= TRY IT =
Give again, word for word, each line from the top of the listing through the line that holds "Hash, PartialOrd, Ord)]".

BEGIN DATASET RECORDS

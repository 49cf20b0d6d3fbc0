//! Arena-backed document tree
//!
//! Nodes live in a `Vec<Option<Node>>` and are addressed by [`NodeId`].
//! Ids are handed out monotonically and never reused, so an id held by a
//! cache after its node was removed simply stops resolving
//! ([`Document::is_alive`] returns false) instead of aliasing a new node.
//!
//! Every operation that frees nodes returns the freed ids; callers holding
//! per-node state use that list to drop it.

mod parser;
mod serialize;

use std::fmt;

/// Stable handle to a node in a [`Document`]
#[derive(Debug, Clone, Copy, PartialEq, Eq, Hash, PartialOrd, Ord)]
pub struct NodeId(usize);

impl NodeId {
    pub fn index(self) -> usize {
        self.0
    }
}

impl fmt::Display for NodeId {
    fn fmt(&self, f: &mut fmt::Formatter<'_>) -> fmt::Result {
        write!(f, "#{}", self.0)
    }
}

#[derive(Debug, Clone, PartialEq)]
pub enum NodeData {
    /// Document root, or the detached container returned by `parse_fragment`
    Document,
    /// Element with lowercase tag and ordered attributes
    Element {
        tag: String,
        attrs: Vec<(String, String)>,
    },
    Text(String),
    Comment(String),
    Doctype(String),
}

#[derive(Debug, Clone)]
pub struct Node {
    pub data: NodeData,
    parent: Option<NodeId>,
    children: Vec<NodeId>,
}

impl Node {
    fn new(data: NodeData) -> Self {
        Self {
            data,
            parent: None,
            children: Vec::new(),
        }
    }
}

/// Elements that never have children or a closing tag
pub const VOID_ELEMENTS: &[&str] = &[
    "area", "base", "br", "col", "embed", "hr", "img", "input", "link", "meta", "source", "track",
    "wbr",
];

/// Elements whose content is raw text up to the matching end tag
pub const RAW_TEXT_ELEMENTS: &[&str] = &["script", "style", "textarea", "title"];

pub fn is_void(tag: &str) -> bool {
    VOID_ELEMENTS.contains(&tag)
}

/// Mutable HTML tree
#[derive(Debug, Clone)]
pub struct Document {
    nodes: Vec<Option<Node>>,
    root: NodeId,
}

impl Default for Document {
    fn default() -> Self {
        Self::new()
    }
}

impl Document {
    /// Empty document holding only its root
    pub fn new() -> Self {
        Self {
            nodes: vec![Some(Node::new(NodeData::Document))],
            root: NodeId(0),
        }
    }

    /// Parse a full page (or any markup) into a new document
    pub fn parse(html: &str) -> Self {
        let mut doc = Self::new();
        let root = doc.root;
        parser::parse_into(&mut doc, root, html);
        doc
    }

    pub fn root(&self) -> NodeId {
        self.root
    }

    /// Parse markup into a detached container; move its children out, then `remove` it
    pub fn parse_fragment(&mut self, html: &str) -> NodeId {
        let container = self.alloc(NodeData::Document);
        parser::parse_into(self, container, html);
        container
    }

    fn alloc(&mut self, data: NodeData) -> NodeId {
        let id = NodeId(self.nodes.len());
        self.nodes.push(Some(Node::new(data)));
        id
    }

    // ═══════════════════════════════════════════════════════════════
    // Node access
    // ═══════════════════════════════════════════════════════════════

    pub fn node(&self, id: NodeId) -> Option<&Node> {
        self.nodes.get(id.0).and_then(Option::as_ref)
    }

    fn node_mut(&mut self, id: NodeId) -> Option<&mut Node> {
        self.nodes.get_mut(id.0).and_then(Option::as_mut)
    }

    pub fn is_alive(&self, id: NodeId) -> bool {
        self.node(id).is_some()
    }

    /// Live nodes, root included
    pub fn len(&self) -> usize {
        self.nodes.iter().filter(|n| n.is_some()).count()
    }

    pub fn is_empty(&self) -> bool {
        self.len() <= 1
    }

    pub fn data(&self, id: NodeId) -> Option<&NodeData> {
        self.node(id).map(|n| &n.data)
    }

    pub fn is_element(&self, id: NodeId) -> bool {
        matches!(self.data(id), Some(NodeData::Element { .. }))
    }

    pub fn tag(&self, id: NodeId) -> Option<&str> {
        match self.data(id)? {
            NodeData::Element { tag, .. } => Some(tag),
            _ => None,
        }
    }

    /// Content of a text node
    pub fn text(&self, id: NodeId) -> Option<&str> {
        match self.data(id)? {
            NodeData::Text(text) => Some(text),
            _ => None,
        }
    }

    pub fn parent(&self, id: NodeId) -> Option<NodeId> {
        self.node(id)?.parent
    }

    pub fn children(&self, id: NodeId) -> &[NodeId] {
        self.node(id).map(|n| n.children.as_slice()).unwrap_or(&[])
    }

    pub fn first_element_child(&self, id: NodeId) -> Option<NodeId> {
        self.children(id).iter().copied().find(|c| self.is_element(*c))
    }

    /// Pre-order descendants, excluding `id` itself
    pub fn descendants(&self, id: NodeId) -> Vec<NodeId> {
        let mut out = Vec::new();
        let mut stack: Vec<NodeId> = self.children(id).iter().rev().copied().collect();
        while let Some(next) = stack.pop() {
            out.push(next);
            stack.extend(self.children(next).iter().rev().copied());
        }
        out
    }

    /// Ancestors from the parent upwards
    pub fn ancestors(&self, id: NodeId) -> impl Iterator<Item = NodeId> + '_ {
        std::iter::successors(self.parent(id), move |n| self.parent(*n))
    }

    /// Text nodes below `id`
    pub fn text_nodes(&self, id: NodeId) -> Vec<NodeId> {
        self.descendants(id)
            .into_iter()
            .filter(|n| matches!(self.data(*n), Some(NodeData::Text(_))))
            .collect()
    }

    /// Elements below `id` (excluding `id`) carrying the attribute
    pub fn elements_with_attr(&self, id: NodeId, name: &str) -> Vec<NodeId> {
        self.descendants(id)
            .into_iter()
            .filter(|n| self.has_attr(*n, name))
            .collect()
    }

    /// Nearest ancestor carrying the attribute
    pub fn closest_with_attr(&self, id: NodeId, name: &str) -> Option<NodeId> {
        self.ancestors(id).find(|n| self.has_attr(*n, name))
    }

    /// First element in document order whose `id` attribute matches
    pub fn find_by_id(&self, element_id: &str) -> Option<NodeId> {
        self.descendants(self.root)
            .into_iter()
            .find(|n| self.attr(*n, "id") == Some(element_id))
    }

    // ═══════════════════════════════════════════════════════════════
    // Attributes
    // ═══════════════════════════════════════════════════════════════

    pub fn attrs(&self, id: NodeId) -> &[(String, String)] {
        match self.data(id) {
            Some(NodeData::Element { attrs, .. }) => attrs,
            _ => &[],
        }
    }

    pub fn attr(&self, id: NodeId, name: &str) -> Option<&str> {
        self.attrs(id)
            .iter()
            .find(|(n, _)| n.eq_ignore_ascii_case(name))
            .map(|(_, v)| v.as_str())
    }

    pub fn has_attr(&self, id: NodeId, name: &str) -> bool {
        self.attr(id, name).is_some()
    }

    /// Set an attribute, keeping its position when it already exists
    pub fn set_attr(&mut self, id: NodeId, name: &str, value: &str) {
        if let Some(Node {
            data: NodeData::Element { attrs, .. },
            ..
        }) = self.node_mut(id)
        {
            match attrs.iter_mut().find(|(n, _)| n.eq_ignore_ascii_case(name)) {
                Some((_, v)) => *v = value.to_string(),
                None => attrs.push((name.to_ascii_lowercase(), value.to_string())),
            }
        }
    }

    /// Remove an attribute; returns whether it was present
    pub fn remove_attr(&mut self, id: NodeId, name: &str) -> bool {
        if let Some(Node {
            data: NodeData::Element { attrs, .. },
            ..
        }) = self.node_mut(id)
        {
            let before = attrs.len();
            attrs.retain(|(n, _)| !n.eq_ignore_ascii_case(name));
            return attrs.len() != before;
        }
        false
    }

    // ═══════════════════════════════════════════════════════════════
    // Classes
    // ═══════════════════════════════════════════════════════════════

    pub fn has_class(&self, id: NodeId, class: &str) -> bool {
        self.attr(id, "class")
            .is_some_and(|c| c.split_ascii_whitespace().any(|x| x == class))
    }

    pub fn add_class(&mut self, id: NodeId, class: &str) {
        if self.has_class(id, class) || !self.is_element(id) {
            return;
        }
        let value = match self.attr(id, "class").map(str::trim) {
            Some(existing) if !existing.is_empty() => format!("{} {}", existing, class),
            _ => class.to_string(),
        };
        self.set_attr(id, "class", &value);
    }

    pub fn remove_class(&mut self, id: NodeId, class: &str) {
        if !self.has_class(id, class) {
            return;
        }
        let value = self
            .attr(id, "class")
            .unwrap_or_default()
            .split_ascii_whitespace()
            .filter(|x| *x != class)
            .collect::<Vec<_>>()
            .join(" ");
        self.set_attr(id, "class", &value);
    }

    /// Add the class when `on`, remove it otherwise
    pub fn toggle_class(&mut self, id: NodeId, class: &str, on: bool) {
        if on {
            self.add_class(id, class);
        } else {
            self.remove_class(id, class);
        }
    }

    // ═══════════════════════════════════════════════════════════════
    // Structure
    // ═══════════════════════════════════════════════════════════════

    pub fn create_element(&mut self, tag: &str) -> NodeId {
        self.alloc(NodeData::Element {
            tag: tag.to_ascii_lowercase(),
            attrs: Vec::new(),
        })
    }

    pub fn create_text(&mut self, text: &str) -> NodeId {
        self.alloc(NodeData::Text(text.to_string()))
    }

    /// Unlink a node from its parent without freeing it
    pub fn detach(&mut self, id: NodeId) {
        let Some(parent) = self.parent(id) else {
            return;
        };
        if let Some(p) = self.node_mut(parent) {
            p.children.retain(|c| *c != id);
        }
        if let Some(n) = self.node_mut(id) {
            n.parent = None;
        }
    }

    /// Move `child` (and its subtree) to the end of `parent`
    pub fn append_child(&mut self, parent: NodeId, child: NodeId) {
        if !self.is_alive(parent) || !self.is_alive(child) || parent == child {
            return;
        }
        if self.ancestors(parent).any(|a| a == child) {
            return;
        }
        self.detach(child);
        if let Some(p) = self.node_mut(parent) {
            p.children.push(child);
        }
        if let Some(c) = self.node_mut(child) {
            c.parent = Some(parent);
        }
    }

    /// Move `new` to directly after `reference` under the same parent
    pub fn insert_after(&mut self, reference: NodeId, new: NodeId) {
        let Some(parent) = self.parent(reference) else {
            return;
        };
        if !self.is_alive(new) || new == reference || self.ancestors(parent).any(|a| a == new) {
            return;
        }
        self.detach(new);
        if let Some(p) = self.node_mut(parent) {
            let at = p
                .children
                .iter()
                .position(|c| *c == reference)
                .map(|i| i + 1)
                .unwrap_or(p.children.len());
            p.children.insert(at, new);
        }
        if let Some(n) = self.node_mut(new) {
            n.parent = Some(parent);
        }
    }

    /// Put `new` where `old` was and free `old`'s subtree
    pub fn replace_child(&mut self, old: NodeId, new: NodeId) -> Vec<NodeId> {
        let Some(parent) = self.parent(old) else {
            return Vec::new();
        };
        if !self.is_alive(new) || new == old {
            return Vec::new();
        }
        self.detach(new);
        if let Some(p) = self.node_mut(parent) {
            if let Some(slot) = p.children.iter_mut().find(|c| **c == old) {
                *slot = new;
            }
        }
        if let Some(n) = self.node_mut(new) {
            n.parent = Some(parent);
        }
        if let Some(o) = self.node_mut(old) {
            o.parent = None;
        }
        self.free(old)
    }

    /// Detach and free a node with its subtree; returns the freed ids
    pub fn remove(&mut self, id: NodeId) -> Vec<NodeId> {
        if id == self.root {
            return Vec::new();
        }
        self.detach(id);
        self.free(id)
    }

    fn free(&mut self, id: NodeId) -> Vec<NodeId> {
        if !self.is_alive(id) {
            return Vec::new();
        }
        let mut freed = vec![id];
        freed.extend(self.descendants(id));
        for n in &freed {
            if let Some(slot) = self.nodes.get_mut(n.0) {
                *slot = None;
            }
        }
        freed
    }

    /// Free every child of `id`
    pub fn clear_children(&mut self, id: NodeId) -> Vec<NodeId> {
        let children = self.children(id).to_vec();
        let mut freed = Vec::new();
        for child in children {
            freed.extend(self.remove(child));
        }
        freed
    }

    /// Replace the children of `id` with parsed markup; returns the freed ids
    pub fn set_inner_html(&mut self, id: NodeId, html: &str) -> Vec<NodeId> {
        let mut freed = self.clear_children(id);
        if !self.is_alive(id) {
            return freed;
        }
        let container = self.parse_fragment(html);
        for child in self.children(container).to_vec() {
            self.append_child(id, child);
        }
        freed.extend(self.remove(container));
        freed
    }

    // ═══════════════════════════════════════════════════════════════
    // Serialization
    // ═══════════════════════════════════════════════════════════════

    pub fn inner_html(&self, id: NodeId) -> String {
        let mut out = String::new();
        for child in self.children(id) {
            serialize::write_node(self, *child, &mut out);
        }
        out
    }

    pub fn outer_html(&self, id: NodeId) -> String {
        let mut out = String::new();
        serialize::write_node(self, id, &mut out);
        out
    }

    /// Whole document as markup
    pub fn to_html(&self) -> String {
        self.inner_html(self.root)
    }

    /// Concatenated text content below `id`
    pub fn text_content(&self, id: NodeId) -> String {
        self.text_nodes(id)
            .into_iter()
            .filter_map(|n| self.text(n))
            .collect()
    }
}
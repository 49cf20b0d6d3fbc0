//! Variable dependency graph (Arc<str> keyed)
//!
//! Edge `a -> b` means "b's current value references a", so a write to `a`
//! must also re-render everything bound to `b`.

use std::collections::{BTreeSet, HashMap, HashSet, VecDeque};
use std::sync::Arc;

use serde_json::{Map, Value};

use crate::template::{self, TemplateResolver};

/// Reverse dependency edges between store variables
#[derive(Debug, Default, Clone)]
pub struct DependencyGraph {
    /// variable -> variables whose value references it
    dependents: HashMap<Arc<str>, BTreeSet<Arc<str>>>,
}

impl DependencyGraph {
    pub fn new() -> Self {
        Self::default()
    }

    /// Recompute the edges of `name` from the value about to be written
    ///
    /// Every edge where `name` is the dependent is dropped first. Then, for
    /// each variable the value's placeholders read that exists in `store`,
    /// an edge to `name` is added. When that variable itself holds a bare
    /// `{other}` reference to a different existing variable, `other -> name`
    /// is added too (one hop of pre-resolution).
    pub fn track(
        &mut self,
        name: &str,
        value: &Value,
        store: &Map<String, Value>,
        resolver: &TemplateResolver,
    ) {
        self.remove_dependent(name);

        let Some(text) = value.as_str() else {
            return;
        };
        if !text.contains('{') {
            return;
        }

        for dep in resolver.dependencies(text) {
            let Some(dep_value) = store.get(&dep) else {
                continue;
            };
            if dep != name {
                self.add_edge(&dep, name);
            }
            if let Some(next) = template::bare_reference(dep_value) {
                let next = template::base_name(next);
                if next != dep && next != name && store.contains_key(next) {
                    self.add_edge(next, name);
                }
            }
        }
    }

    pub fn add_edge(&mut self, from: &str, to: &str) {
        self.dependents
            .entry(Arc::from(from))
            .or_default()
            .insert(Arc::from(to));
    }

    /// Drop every edge where `name` is the dependent
    pub fn remove_dependent(&mut self, name: &str) {
        for dependents in self.dependents.values_mut() {
            dependents.remove(name);
        }
        self.dependents.retain(|_, d| !d.is_empty());
    }

    /// Direct dependents of `name`, sorted
    pub fn dependents_of(&self, name: &str) -> Vec<Arc<str>> {
        self.dependents
            .get(name)
            .map(|d| d.iter().cloned().collect())
            .unwrap_or_default()
    }

    /// Check if a write to `from` reaches `to` through dependents (BFS)
    pub fn has_path(&self, from: &str, to: &str) -> bool {
        if from == to {
            return true;
        }

        let mut visited: HashSet<&str> = HashSet::new();
        let mut queue: VecDeque<&str> = VecDeque::new();
        queue.push_back(from);
        visited.insert(from);

        while let Some(current) = queue.pop_front() {
            if let Some(neighbors) = self.dependents.get(current) {
                for neighbor in neighbors {
                    if neighbor.as_ref() == to {
                        return true;
                    }
                    if visited.insert(neighbor.as_ref()) {
                        queue.push_back(neighbor.as_ref());
                    }
                }
            }
        }

        false
    }

    /// All edges as `(from, to)`, sorted
    pub fn edges(&self) -> Vec<(Arc<str>, Arc<str>)> {
        let mut edges: Vec<_> = self
            .dependents
            .iter()
            .flat_map(|(from, tos)| tos.iter().map(move |to| (Arc::clone(from), Arc::clone(to))))
            .collect();
        edges.sort();
        edges
    }

    pub fn len(&self) -> usize {
        self.dependents.values().map(BTreeSet::len).sum()
    }

    pub fn is_empty(&self) -> bool {
        self.dependents.is_empty()
    }
}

END DATASET RECORDS

= EXERCISE RESPONSE =
repository 49cf20b0d6d3fbc0
//! Arena-backed document tree
//!
//! Nodes live in a `Vec<Option<Node>>` and are addressed by [`NodeId`].
//! Ids are handed out monotonically and never reused, so an id held by a
//! cache after its node was removed simply stops resolving
//! ([`Document::is_alive`] returns false) instead of aliasing a new node.
//!
//! Every operation that frees nodes returns the freed ids; callers holding
//! per-node state use that list to drop it.

mod parser;
mod serialize;

use std::fmt;

/// Stable handle to a node in a [`Document`]
#[derive(Debug, Clone, Copy, PartialEq, Eq, Hash, PartialOrd, Ord)]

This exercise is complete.